Exercise brief:
The response must contain each line of the material that holds "ImageFormat".

Excerpted data:
++++++++++++++++++++
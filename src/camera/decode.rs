use crate::common::{FaceAuthError, Result};
use image::{ColorType, DynamicImage, GrayImage, ImageBuffer, ImageFormat, Luma, Rgb, RgbImage};

/// Pixel layouts the frame sources can hand over.
#[derive(Debug, Clone, Copy, PartialEq, Eq)]
pub enum PixelFormat {
    Grey,
    Yuyv,
    Mjpeg,
    Rgb24,
}

impl PixelFormat {
    pub fn from_fourcc(repr: [u8; 4]) -> Option<Self> {
        match &repr {
            b"GREY" | b"Y8  " => Some(PixelFormat::Grey),
            b"YUYV" => Some(PixelFormat::Yuyv),
            b"MJPG" | b"JPEG" => Some(PixelFormat::Mjpeg),
            b"RGB3" => Some(PixelFormat::Rgb24),
            _ => None,
        }
    }

    pub fn fourcc(&self) -> [u8; 4] {
        match self {
            PixelFormat::Grey => *b"GREY",
            PixelFormat::Yuyv => *b"YUYV",
            PixelFormat::Mjpeg => *b"MJPG",
            PixelFormat::Rgb24 => *b"RGB3",
        }
    }
}

/// One undecoded buffer as delivered by a frame source.
#[derive(Debug, Clone)]
pub struct RawFrame {
    pub format: PixelFormat,
    pub width: u32,
    pub height: u32,
    pub data: Vec<u8>,
}

impl RawFrame {
    pub fn new(format: PixelFormat, width: u32, height: u32, data: Vec<u8>) -> Self {
        Self { format, width, height, data }
    }

    pub fn decode(&self) -> Result<DynamicImage> {
        let pixels = (self.width as usize) * (self.height as usize);
        match self.format {
            PixelFormat::Grey => {
                let data = self.data.get(..pixels).ok_or_else(|| short_buffer(self, pixels))?;
                ImageBuffer::<Luma<u8>, _>::from_raw(self.width, self.height, data.to_vec())
                    .map(DynamicImage::ImageLuma8)
                    .ok_or_else(|| {
                        FaceAuthError::FrameDecode("Failed to create grayscale image buffer".into())
                    })
            }
            PixelFormat::Rgb24 => {
                let data =
                    self.data.get(..pixels * 3).ok_or_else(|| short_buffer(self, pixels * 3))?;
                ImageBuffer::<Rgb<u8>, _>::from_raw(self.width, self.height, data.to_vec())
                    .map(DynamicImage::ImageRgb8)
                    .ok_or_else(|| {
                        FaceAuthError::FrameDecode("Failed to create RGB image buffer".into())
                    })
            }
            PixelFormat::Yuyv => {
                let data =
                    self.data.get(..pixels * 2).ok_or_else(|| short_buffer(self, pixels * 2))?;
                yuyv_to_rgb(data, self.width, self.height).map(DynamicImage::ImageRgb8)
            }
            PixelFormat::Mjpeg => image::load_from_memory_with_format(&self.data, ImageFormat::Jpeg)
                .map_err(|e| FaceAuthError::FrameDecode(format!("MJPEG frame: {}", e))),
        }
    }
}

fn short_buffer(frame: &RawFrame, expected: usize) -> FaceAuthError {
    FaceAuthError::FrameDecode(format!(
        "{:?} buffer holds {} bytes, {}x{} needs {}",
        frame.format,
        frame.data.len(),
        frame.width,
        frame.height,
        expected
    ))
}

/// YUYV packs two pixels per 4 bytes, so the pixel count must be even.
fn yuyv_to_rgb(data: &[u8], width: u32, height: u32) -> Result<RgbImage> {
    let mut rgb = Vec::with_capacity((width * height * 3) as usize);
    for chunk in data.chunks_exact(4) {
        let (y0, y1) = (chunk[0] as f32, chunk[2] as f32);
        let (u, v) = (chunk[1] as f32 - 128.0, chunk[3] as f32 - 128.0);
        for y in [y0, y1] {
            rgb.push((y + 1.402 * v).clamp(0.0, 255.0) as u8);
            rgb.push((y - 0.344_136 * u - 0.714_136 * v).clamp(0.0, 255.0) as u8);
            rgb.push((y + 1.772 * u).clamp(0.0, 255.0) as u8);
        }
    }
    RgbImage::from_raw(width, height, rgb).ok_or_else(|| {
        let reason = format!("YUYV frame of {}x{} has an odd pixel count", width, height);
        FaceAuthError::FrameDecode(reason)
    })
}

/// Why a color frame could not be turned into a grayscale one.
#[derive(Debug, Clone, Copy, PartialEq, Eq)]
pub enum GrayscaleError {
    /// The frame already has a single channel (IR cameras).
    SingleChannel,
    Unsupported(ColorType),
}

pub fn to_grayscale(frame: &DynamicImage) -> std::result::Result<GrayImage, GrayscaleError> {
    match frame {
        DynamicImage::ImageLuma8(_) => Err(GrayscaleError::SingleChannel),
        DynamicImage::ImageLumaA8(_)
        | DynamicImage::ImageRgb8(_)
        | DynamicImage::ImageRgba8(_)
        | DynamicImage::ImageLuma16(_)
        | DynamicImage::ImageLumaA16(_)
        | DynamicImage::ImageRgb16(_)
        | DynamicImage::ImageRgba16(_) => Ok(frame.to_luma8()),
        other => Err(GrayscaleError::Unsupported(other.color())),
    }
}

/// Samples every 10th row and column; one pixel with unequal channels makes the frame color.
pub fn is_gray_frame(frame: &DynamicImage) -> bool {
    if frame.color().channel_count() < 3 {
        return true;
    }

    let rgb = frame.to_rgb8();
    for y in (0..rgb.height()).step_by(10) {
        for x in (0..rgb.width()).step_by(10) {
            let [r, g, b] = rgb.get_pixel(x, y).0;
            if r != g || g != b {
                return false;
            }
        }
    }
    true
}

#[cfg(test)]
mod tests {
    use super::*;

    #[test]
    fn decodes_grey_and_ignores_stride_padding() {
        let mut data = vec![7u8; 4 * 3];
        data.extend_from_slice(&[0, 0, 0, 0]);
        let frame = RawFrame::new(PixelFormat::Grey, 4, 3, data);
        let image = frame.decode().unwrap();
        assert_eq!(image.color(), ColorType::L8);
        assert_eq!(image.to_luma8().get_pixel(3, 2).0, [7]);
    }

    #[test]
    fn short_buffer_is_a_decode_error() {
        let frame = RawFrame::new(PixelFormat::Rgb24, 4, 4, vec![0; 10]);
        assert!(matches!(frame.decode(), Err(FaceAuthError::FrameDecode(_))));
    }

    #[test]
    fn yuyv_neutral_chroma_gives_gray_pixels() {
        let frame = RawFrame::new(PixelFormat::Yuyv, 2, 1, vec![100, 128, 200, 128]);
        let rgb = frame.decode().unwrap().to_rgb8();
        assert_eq!(rgb.get_pixel(0, 0).0, [100, 100, 100]);
        assert_eq!(rgb.get_pixel(1, 0).0, [200, 200, 200]);
    }

    #[test]
    fn yuyv_with_odd_pixel_count_is_a_decode_error() {
        let frame = RawFrame::new(PixelFormat::Yuyv, 3, 1, vec![100, 128, 200, 128, 150, 128]);
        match frame.decode() {
            Err(FaceAuthError::FrameDecode(reason)) => {
                assert!(reason.contains("3x1"), "{}", reason)
            }
            Err(other) => panic!("unexpected error: {}", other),
            Ok(_) => panic!("odd-sized YUYV frame decoded"),
        }
    }

    #[test]
    fn single_channel_frames_are_not_converted() {
        let gray = DynamicImage::ImageLuma8(GrayImage::new(2, 2));
        assert!(matches!(to_grayscale(&gray), Err(GrayscaleError::SingleChannel)));

        let color = DynamicImage::ImageRgb8(RgbImage::new(2, 2));
        assert!(to_grayscale(&color).is_ok());
    }

    #[test]
    fn gray_detection_samples_grid() {
        let mut rgb = RgbImage::from_pixel(30, 30, Rgb([50, 50, 50]));
        assert!(is_gray_frame(&DynamicImage::ImageRgb8(rgb.clone())));

        // Off-grid pixels are never inspected
        rgb.put_pixel(5, 5, Rgb([255, 0, 0]));
        assert!(is_gray_frame(&DynamicImage::ImageRgb8(rgb.clone())));

        rgb.put_pixel(10, 20, Rgb([255, 0, 0]));
        assert!(!is_gray_frame(&DynamicImage::ImageRgb8(rgb)));
    }

    #[test]
    fn fourcc_round_trip_for_known_formats() {
        assert_eq!(PixelFormat::from_fourcc(*b"MJPG"), Some(PixelFormat::Mjpeg));
        assert_eq!(PixelFormat::from_fourcc(*b"GREY"), Some(PixelFormat::Grey));
        assert_eq!(PixelFormat::from_fourcc(*b"H264"), None);
    }
}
++++++++++++++++++++
Solution to this task:
use image::{ColorType, DynamicImage, GrayImage, ImageBuffer, ImageFormat, Luma, Rgb, RgbImage};
            PixelFormat::Mjpeg => image::load_from_memory_with_format(&self.data, ImageFormat::Jpeg)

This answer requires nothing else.